Ultrasonic diagnostic apparatuses transmit and receive ultrasonic waves to and from a living body so as to obtain two-dimensional information on the inside of the living body, and these apparatuses are utilized in various medical fields. Such ultrasonic diagnostic apparatuses are provided with a probe for transmitting ultrasonic waves to the inside of a body of a subject and receiving reflected waves from a body tissue. Such an ultrasonic diagnostic apparatus provided with a probe as a component thereof is disclosed in, for example, Japanese Patent No. 1746663 or the like.
FIG. 5 is a schematic cross-sectional view showing an example of a probe as a component of a conventional ultrasonic diagnostic apparatus. This ultrasonic probe includes a sensor portion 200, a cable portion 201, and a connector portion 202 to be connected to a main body of the ultrasonic diagnostic apparatus (not shown).
The sensor portion 200 includes an ultrasonic element 203 for transmitting and receiving ultrasonic waves, a sensor signal substrate 204 and a sensor ground substrate 205 connected electrically with the ultrasonic element 203, an acoustic matching plate 220 and an acoustic lens 207 provided on an ultrasonic wave transmitting/receiving surface of the ultrasonic element 203, and a backing layer 206 provided on a back surface (surface opposite to the ultrasonic wave transmitting/receiving surface) of the ultrasonic element 203. The sensor portion 200 further includes a sensor connector 217 connected with the sensor signal substrate 204 and the sensor ground substrate 205.
The cable portion 201 includes a plurality of signal wires 209, each including a signal line 209a and a ground line 209b, a cable substrate 208 connected with the signal wires 209, and a cable connector 218 connected with the cable substrate 208. In the cable portion 201, an outer periphery of the signal wires 209 is covered with a cable shield 210 and further is protected by a sheath 211. A shielding plate 219, which is a film formed of an insulating layer 219b and a conductive layer 219a formed on a surface of the insulating layer 219b, is arranged so as to surround the cable substrate 208 and the cable connector 218 as well as a part of an outer periphery of the sensor portion 200, and is connected with the cable shield 210.

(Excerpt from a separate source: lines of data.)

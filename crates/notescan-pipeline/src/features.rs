//! Contextual features of a glyph: stems, ledgers and pitch.
//!
//! Features are computed once a glyph's membership is fixed, against the
//! system that will own it. The tolerance boxes are derived from the
//! glyph contour:
//!
//! ```text
//!        left stem box                right stem box
//!      ┌──┐                                  ┌──┐
//!      │  │  ┌─────────── glyph ──────────┐  │  │
//!      │  │  │                            │  │  │
//!      │  │  └────────────────────────────┘  │  │
//!      └──┘                                  └──┘
//!    x-dx..x+dx                       right-dx..right+dx
//! ```
//!
//! Both stem boxes are heightened by `dy` above and below. The ledger box
//! keeps the glyph width and is heightened by the ledger tolerance.

use tracing::trace;

use crate::glyph::{Glyph, GlyphId};
use crate::sheet::Sheet;
use crate::system::{System, SystemId};
use crate::types::{GlyphConfig, GlyphError, Rectangle};

/// Which side of a glyph a stem is looked for.
#[derive(Debug, Clone, Copy, PartialEq, Eq)]
pub enum Side {
    /// Stem on the left, reached through section sources.
    Left,
    /// Stem on the right, reached through section targets.
    Right,
}

/// Computes the features of glyphs of one sheet.
#[derive(Debug, Clone, Copy)]
pub struct FeatureComputer<'a> {
    sheet: &'a Sheet,
    config: &'a GlyphConfig,
}

impl<'a> FeatureComputer<'a> {
    /// Create a computer over `sheet` using the given tolerances.
    #[must_use]
    pub const fn new(sheet: &'a Sheet, config: &'a GlyphConfig) -> Self {
        Self { sheet, config }
    }

    /// Annotate `glyph` with its features, as seen from `system`.
    ///
    /// # Errors
    ///
    /// Returns [`GlyphError::EmptyGlyph`] if the glyph has no member, and
    /// [`GlyphError::UnknownSystem`] if the system does not exist.
    pub fn compute(&self, system: SystemId, glyph: &mut Glyph) -> Result<(), GlyphError> {
        if glyph.members().is_empty() {
            return Err(GlyphError::EmptyGlyph);
        }
        let system = self.sheet.system(system)?;

        if glyph.interline() == 0 {
            glyph.set_interline(self.sheet.scale().interline());
        }

        let centroid = system.to_system_point(glyph.centroid());
        let staff = system.staff_at(centroid);

        let left = self.stem_on(system, glyph, Side::Left);
        let right = self.stem_on(system, glyph, Side::Right);
        glyph.set_stems(left, right);

        let ledger_box = self.ledger_box(&glyph.contour());
        glyph.set_with_ledger(system.ledgers().first_intersecting(&ledger_box).is_some());

        match staff {
            Some((index, staff)) => {
                glyph.set_staff(Some(index));
                glyph.set_pitch_position(staff.pitch_position_of(centroid.y));
            }
            None => {
                glyph.set_staff(None);
                glyph.set_pitch_position(0.0);
            }
        }

        Ok(())
    }

    /// The first stem of `system` connected to `glyph` on `side`.
    ///
    /// A stem qualifies when its contour meets the side box, and either
    /// one of the glyph's sections is directly linked to it, or one of
    /// those sections meets the stem's own widened contour. A glyph is
    /// never its own stem.
    #[must_use]
    pub fn stem_on(&self, system: &System, glyph: &Glyph, side: Side) -> Option<GlyphId> {
        let search = self.stem_box(&glyph.contour(), side);
        let graph = self.sheet.sections();
        let (dx, dy) = self.stem_tolerance();

        for &candidate in system.glyphs() {
            if Some(candidate) == glyph.id() {
                continue;
            }
            let Some(stem) = self.sheet.store().get(candidate) else {
                continue;
            };
            if !stem.is_stem() || stem.members() == glyph.members() {
                continue;
            }
            if !stem.contour().intersects(&search) {
                continue;
            }

            let claimed_by_stem = |n| graph.glyph_of(n) == Some(candidate);
            let linked = glyph.members().iter().any(|&section| match side {
                Side::Left => graph.sources(section).any(claimed_by_stem),
                Side::Right => graph.targets(section).any(claimed_by_stem),
            });

            let near = || {
                let stem_box = stem.contour().grown(dx, dy);
                glyph.members().iter().any(|&section| {
                    graph
                        .get(section)
                        .is_ok_and(|s| s.contour().intersects(&stem_box))
                })
            };

            if linked || near() {
                trace!(?side, stem = %candidate, glyph = %glyph, "stem found");
                return Some(candidate);
            }
        }

        None
    }

    /// Box searched for a stem on one side of `contour`.
    #[must_use]
    pub fn stem_box(&self, contour: &Rectangle, side: Side) -> Rectangle {
        let (dx, dy) = self.stem_tolerance();
        let x = match side {
            Side::Left => contour.x.saturating_sub(dx),
            Side::Right => contour.right().saturating_sub(dx),
        };
        Rectangle::new(
            x,
            contour.y.saturating_sub(dy),
            dx.saturating_mul(2),
            contour.height.saturating_add(dy.saturating_mul(2)),
        )
    }

    /// Box searched for a ledger around `contour`.
    #[must_use]
    pub fn ledger_box(&self, contour: &Rectangle) -> Rectangle {
        let dy = self.sheet.scale().to_pixels(self.config.ledger_heighten);
        Rectangle::new(
            contour.x,
            contour.y.saturating_sub(dy),
            contour.width,
            contour.height.saturating_add(dy.saturating_mul(2)),
        )
    }

    fn stem_tolerance(&self) -> (i32, i32) {
        let scale = self.sheet.scale();
        (
            scale.to_pixels(self.config.stem_widen),
            scale.to_pixels(self.config.stem_heighten),
        )
    }
}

The connector portion 202 includes a connector 215 for connecting with the main body and pins 216, each being connected with the signal line 209a or the ground line 209b. These components are accommodated in a connector housing 213. The connector housing 213 is provided with a conductive layer 214 on its inner wall surface. The cable shield 210 is connected with the conductive layer 214 and is to be connected with a frame ground or a signal ground of the main body of the ultrasonic diagnostic apparatus when the probe is connected with the main body of the ultrasonic diagnostic apparatus.
However, in the above conventional example, a ground electrode of the ultrasonic element 203 is connected with the ground line 209b through the sensor ground substrate 205, the sensor connector 217 as well as the cable connector 218, and the cable substrate 208. Accordingly, due to limitations on the number of connector poles and the like, it is difficult to secure a sufficient number of poles for a ground. When a sufficient number of poles are not secured for a ground, resistance between the sensor ground substrate and the cable substrate increases, and in the case where a noise current flows through the ground due to exposure to an electromagnetic environment, the ground potential varies, and image noise may be caused.